## [Assignment]
Provide the number of lines in the entries below containing "matching", with no further words.
==== Data supplied ====
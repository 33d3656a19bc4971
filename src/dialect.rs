//! # SQL Dialect Module
//!
//! The `Dialect` trait keeps SQL text out of the database layer. Every statement the
//! archive executes is produced here, with placeholders rendered by the dialect
//! selected at compile time through feature flags.
//!
//! ## Key Components
//! - **`Dialect` Trait**: statement builders for the `images` and `image_tags` tables.
//! - **`CurrentDialect` Alias**: the dialect chosen by the enabled backend feature.

#[cfg(feature = "sqlite")]
mod sqlite;

/// The current SQL dialect used at compile time, determined by feature flags.
#[cfg(feature = "sqlite")]
pub type CurrentDialect = sqlite::SqliteDialect;

#[cfg(feature = "sqlite")]
pub type Db = sqlx::Sqlite;

#[cfg(feature = "sqlite")]
pub type CurrentRow = sqlx::sqlite::SqliteRow;

/// Columns of the `images` table, in the order every SELECT returns them.
pub const IMAGE_COLUMNS: &str = "id, url, added, content_hash, size, deleted, data, ext, mime";

/// A trait for SQL dialects to support database-specific query generation.
pub trait Dialect {
    /// Returns the SQL placeholder for the given 1-based parameter index.
    fn placeholder(idx: usize) -> String;

    /// Creates tables and indexes. Must be safe to run repeatedly.
    async fn migration(pool: &sqlx::Pool<Db>) -> Result<(), sqlx::Error>;

    /// Returns whether `err` is the unique violation on `images.url`.
    fn is_url_conflict(err: &sqlx::Error) -> bool;

    /// Returns whether `err` means the database was locked by another connection.
    fn is_busy(err: &sqlx::Error) -> bool;

    /// Returns a SQL `EXISTS` subquery matching images tagged with any of `count` tags,
    /// starting at parameter index `first`.
    fn any_tag_query(first: usize, count: usize) -> String {
        let placeholders = (first..first + count)
            .map(Self::placeholder)
            .collect::<Vec<_>>()
            .join(", ");

        format!(
            "EXISTS (SELECT 1 FROM image_tags WHERE image_tags.image_id = images.id AND image_tags.tag IN ({}))",
            placeholders
        )
    }

    fn insert_image_statement() -> String {
        format!(
            "INSERT INTO images ({}) VALUES ({}, {}, {}, {}, {}, {}, {}, {}, {})",
            IMAGE_COLUMNS,
            Self::placeholder(1),
            Self::placeholder(2),
            Self::placeholder(3),
            Self::placeholder(4),
            Self::placeholder(5),
            Self::placeholder(6),
            Self::placeholder(7),
            Self::placeholder(8),
            Self::placeholder(9),
        )
    }

    /// Refreshes the fetched content of an existing row.
    ///
    /// `id`, `url`, `added` and `deleted` are left untouched. A NULL blob keeps the
    /// stored one.
    fn overwrite_image_statement() -> String {
        format!(
            "UPDATE images SET content_hash = {}, size = {}, data = COALESCE({}, data), ext = {}, mime = {} WHERE id = {}",
            Self::placeholder(1),
            Self::placeholder(2),
            Self::placeholder(3),
            Self::placeholder(4),
            Self::placeholder(5),
            Self::placeholder(6),
        )
    }

    fn update_deleted_statement() -> String {
        format!(
            "UPDATE images SET deleted = {} WHERE id = {}",
            Self::placeholder(1),
            Self::placeholder(2)
        )
    }

    fn query_image_by_id_statement() -> String {
        format!(
            "SELECT {} FROM images WHERE id = {}",
            IMAGE_COLUMNS,
            Self::placeholder(1)
        )
    }

    fn query_image_by_url_statement() -> String {
        format!(
            "SELECT {} FROM images WHERE url = {}",
            IMAGE_COLUMNS,
            Self::placeholder(1)
        )
    }

    /// Returns a full SELECT for images matching the given condition clause.
    ///
    /// # Parameters
    /// - `condition`: WHERE / ORDER BY / LIMIT fragment produced by the query module.
    fn query_image_statement(condition: String) -> String {
        format!("SELECT {} FROM images {}", IMAGE_COLUMNS, condition)
    }

    fn count_image_statement(condition: String) -> String {
        format!("SELECT COUNT(id) FROM images {}", condition)
    }

    /// Should relate a tag to an image without duplicating existing pairs.
    fn ensure_image_tag_statement() -> String {
        format!(
            "INSERT OR IGNORE INTO image_tags (image_id, tag) VALUES ({}, {})",
            Self::placeholder(1),
            Self::placeholder(2),
        )
    }

    /// Relates the tag at index 1 to the image at index 2 only if that image exists.
    ///
    /// The statement writes before it reads, so it never upgrades a stale read snapshot.
    fn tag_existing_image_statement() -> String {
        format!(
            "INSERT OR IGNORE INTO image_tags (image_id, tag) SELECT id, {} FROM images WHERE id = {}",
            Self::placeholder(1),
            Self::placeholder(2),
        )
    }

    fn image_exists_statement() -> String {
        format!("SELECT 1 FROM images WHERE id = {}", Self::placeholder(1))
    }

    fn delete_tags_by_image_statement() -> String {
        format!(
            "DELETE FROM image_tags WHERE image_id = {}",
            Self::placeholder(1)
        )
    }

    fn query_tags_by_image_statement() -> String {
        format!(
            "SELECT tag FROM image_tags WHERE image_id = {} ORDER BY tag",
            Self::placeholder(1)
        )
    }

    /// Writes a consistent copy of the whole database to the path bound at index 1.
    fn backup_statement() -> String {
        format!("VACUUM INTO {}", Self::placeholder(1))
    }
}
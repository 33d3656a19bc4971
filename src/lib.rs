//! # Image Archival Engine
//!
//! This crate archives remote images by URL. Every archived image is fetched over
//! HTTP, fingerprinted, tagged by a chain of metadata scrapers and stored in SQLite.
//! The primary functionality is exposed through the [`app::Images`] trait, implemented
//! by [`app::Archive`].
//!
//! ## Features
//!
//! - **Dedup by URL**: archiving a URL twice keeps one record and one id; the second
//!   fetch refreshes the stored content.
//! - **Scraper rule chain**: tags come from the first scraper that both claims and
//!   handles the URL (see [`scraper`]).
//! - **Indexed queries**: newest-first listings and tag search with limit/offset
//!   pagination (see [`query`]).
//! - **Soft delete**: deleted images stay readable by id and drop out of listings.
//!
//! ## Usage
//!
//! ```no_run
//! use kinq::prelude::*;
//!
//! async fn archive_one(config: &Config) -> Result<(), Box<dyn std::error::Error>> {
//!     let archive = config.open_archive().await?;
//!
//!     let image = archive.insert("https://derpicdn.net/img/1234__safe_pony.png").await?;
//!     archive.add_tags(&image.id, &["favourite".to_string()]).await?;
//!
//!     for image in archive.recent(0).await? {
//!         println!("{} {}", image.id, image.url);
//!     }
//!
//!     Ok(())
//! }
//! ```

pub mod app;
pub mod config;
pub mod database;
mod dialect;
pub mod fetch;
pub mod image;
pub mod query;
pub mod scraper;

pub mod prelude {
    pub use crate::app::{AppError, Archive, Images};
    pub use crate::config::Config;
    pub use crate::database::Database;
    pub use crate::fetch::{Fetcher, HttpFetcher};
    pub use crate::image::{ContentHash, Image, ImageId};
    pub use crate::query::{Page, RECENT_PAGE_SIZE};
    pub use crate::scraper::{RuleChain, ScrapeError, Scraper};
}
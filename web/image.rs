use crate::AppState;
use axum::{
    Json,
    body::Body,
    extract::{Path, Query, State},
    http::{HeaderMap, HeaderName, StatusCode, header},
    response::{IntoResponse, Response},
};
use kinq::{
    app::{AppError, Images},
    fetch::FetchError,
    image::{Image, ImageId},
    query::{Page, RECENT_PAGE_SIZE},
};
use serde::{Deserialize, Serialize};
use tracing::error;

const IMAGE_HASH: HeaderName = HeaderName::from_static("image-hash");
const CREATED_AT: HeaderName = HeaderName::from_static("created-at");

#[derive(Deserialize)]
pub struct RecentQuery {
    page: Option<i64>,
}

#[derive(Deserialize)]
pub struct SearchQuery {
    tags: Option<String>, // e.g. "cute cat"
    page: Option<i64>,
    limit: Option<u32>,
}

#[derive(Deserialize)]
pub struct InsertRequest {
    url: String,
}

#[derive(Deserialize)]
pub struct TagsRequest {
    tags: Vec<String>,
}

#[derive(Serialize, Debug)]
pub struct ImageListResponse {
    pub images: Vec<Image>,
    pub next_page: i64,
    pub prev_page: i64,
    /// Number of live images matching the listing, across all pages.
    pub total: u64,
}

impl ImageListResponse {
    fn new(images: Vec<Image>, page: Page, total: u64) -> Self {
        Self {
            images,
            total,
            next_page: page.next().number,
            prev_page: page.prev().number,
        }
    }
}

pub async fn get_recent(
    State(app): State<AppState>,
    Query(params): Query<RecentQuery>,
) -> Result<Json<ImageListResponse>, ImageError> {
    let page = Page::recent(params.page.unwrap_or(0));
    let images = app.archive.recent(page.number).await?;
    let total = app.archive.count(None).await?;

    Ok(Json(ImageListResponse::new(images, page, total)))
}

pub async fn search_images(
    State(app): State<AppState>,
    Query(params): Query<SearchQuery>,
) -> Result<Json<ImageListResponse>, ImageError> {
    let tags = params
        .tags
        .unwrap_or_default()
        .split_whitespace()
        .map(String::from)
        .collect::<Vec<_>>();
    let page = Page::new(
        params.limit.unwrap_or(RECENT_PAGE_SIZE),
        params.page.unwrap_or(0),
    );

    let images = app.archive.search(page.size, page.number, &tags).await?;
    let total = app.archive.count(Some(tags.as_slice())).await?;

    Ok(Json(ImageListResponse::new(images, page, total)))
}

pub async fn post_image(
    State(app): State<AppState>,
    Json(body): Json<InsertRequest>,
) -> Result<Json<Image>, ImageError> {
    let image = app.archive.insert(&body.url).await?;

    Ok(Json(image))
}

pub async fn get_image_json(
    State(app): State<AppState>,
    Path(id): Path<String>,
) -> Result<Json<Image>, ImageError> {
    let image = app.archive.one(&ImageId::from(id)).await?;

    Ok(Json(image))
}

pub async fn get_image_blob(
    State(app): State<AppState>,
    Path(id): Path<String>,
    headers: HeaderMap,
) -> Result<Response, ImageError> {
    let id = ImageId::from(id);
    let image = app.archive.image_blob(&id).await?;
    let Some(data) = image.data else {
        return Err(AppError::NotFound { id }.into());
    };

    let etag = format!("W/\"{}\"", image.content_hash);

    let matched = headers
        .get(header::IF_NONE_MATCH)
        .and_then(|v| v.to_str().ok())
        .is_some_and(|v| v.trim() == "*" || v.contains(&etag));
    if matched {
        return Ok(StatusCode::NOT_MODIFIED.into_response());
    }

    Ok((
        [
            (header::CONTENT_TYPE, image.mime),
            (CREATED_AT, image.added.to_rfc3339()),
            (IMAGE_HASH, image.content_hash.to_string()),
            (header::ETAG, etag),
        ],
        Body::from(data),
    )
        .into_response())
}

pub async fn post_tags(
    State(app): State<AppState>,
    Path(id): Path<String>,
    Json(body): Json<TagsRequest>,
) -> Result<Json<Image>, ImageError> {
    let id = ImageId::from(id);
    app.archive.add_tags(&id, &body.tags).await?;

    Ok(Json(app.archive.one(&id).await?))
}

// Tag removal is unsupported, so the request body is never read.
pub async fn delete_tags(
    State(app): State<AppState>,
    Path(id): Path<String>,
) -> Result<StatusCode, ImageError> {
    app.archive.remove_tags(&ImageId::from(id), &[]).await?;

    Ok(StatusCode::NO_CONTENT)
}

pub async fn delete_image(
    State(app): State<AppState>,
    Path(id): Path<String>,
) -> Result<StatusCode, ImageError> {
    app.archive.delete(&ImageId::from(id)).await?;

    Ok(StatusCode::NO_CONTENT)
}

pub async fn get_backup(State(app): State<AppState>) -> Result<Response, ImageError> {
    let dir = tempfile::tempdir().map_err(ImageError::Backup)?;
    let path = dir.path().join("kinq.db");

    app.archive.backup_to(&path).await?;
    let bytes = tokio::fs::read(&path).await.map_err(ImageError::Backup)?;

    Ok((
        [
            (header::CONTENT_TYPE, "application/octet-stream"),
            (header::CONTENT_DISPOSITION, r#"attachment; filename="kinq.db""#),
        ],
        Body::from(bytes),
    )
        .into_response())
}

pub enum ImageError {
    App(AppError),

    Backup(std::io::Error),
}

impl From<AppError> for ImageError {
    fn from(value: AppError) -> Self {
        ImageError::App(value)
    }
}

impl IntoResponse for ImageError {
    fn into_response(self) -> axum::response::Response {
        #[derive(Serialize)]
        struct ErrorResponse {
            message: String,
        }

        let (status, message) = match self {
            ImageError::App(app_error) => {
                let status = match &app_error {
                    AppError::NotFound { .. } => StatusCode::NOT_FOUND,
                    AppError::NotImplemented { .. } => StatusCode::NOT_IMPLEMENTED,
                    AppError::Fetch(FetchError::UnsupportedContentType { .. }) => {
                        StatusCode::UNSUPPORTED_MEDIA_TYPE
                    }
                    AppError::Fetch(FetchError::FetchFailed { .. }) => StatusCode::BAD_GATEWAY,
                    _ => StatusCode::INTERNAL_SERVER_ERROR,
                };
                (status, app_error.to_string())
            }
            ImageError::Backup(e) => (StatusCode::INTERNAL_SERVER_ERROR, e.to_string()),
        };

        if status.is_server_error() {
            error!(status = %status, error = %message, "request failed");
        }

        (status, Json(ErrorResponse { message })).into_response()
    }
}

#[cfg(test)]
mod tests {
    use super::ImageError;
    use axum::{http::StatusCode, response::IntoResponse};
    use kinq::{app::AppError, database::DatabaseError, fetch::FetchError, image::ImageId};

    fn status(error: impl Into<ImageError>) -> StatusCode {
        error.into().into_response().status()
    }

    #[test]
    fn test_error_status_mapping() {
        assert_eq!(
            StatusCode::NOT_FOUND,
            status(AppError::NotFound {
                id: ImageId::from("missing"),
            })
        );
        assert_eq!(
            StatusCode::NOT_IMPLEMENTED,
            status(AppError::NotImplemented {
                operation: "remove_tags",
            })
        );
        assert_eq!(
            StatusCode::UNSUPPORTED_MEDIA_TYPE,
            status(AppError::Fetch(FetchError::UnsupportedContentType {
                url: "https://example.com/".to_string(),
                content_type: "text/html".to_string(),
            }))
        );
        assert_eq!(
            StatusCode::BAD_GATEWAY,
            status(AppError::Fetch(FetchError::FetchFailed {
                url: "https://example.com/a.png".to_string(),
                status: 404,
            }))
        );
        assert_eq!(
            StatusCode::INTERNAL_SERVER_ERROR,
            status(AppError::Database(DatabaseError::UrlConflict {
                url: "https://example.com/a.png".to_string(),
            }))
        );
        assert_eq!(
            StatusCode::INTERNAL_SERVER_ERROR,
            status(ImageError::Backup(std::io::Error::other("disk full")))
        );
    }
}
====
## [Your response]
3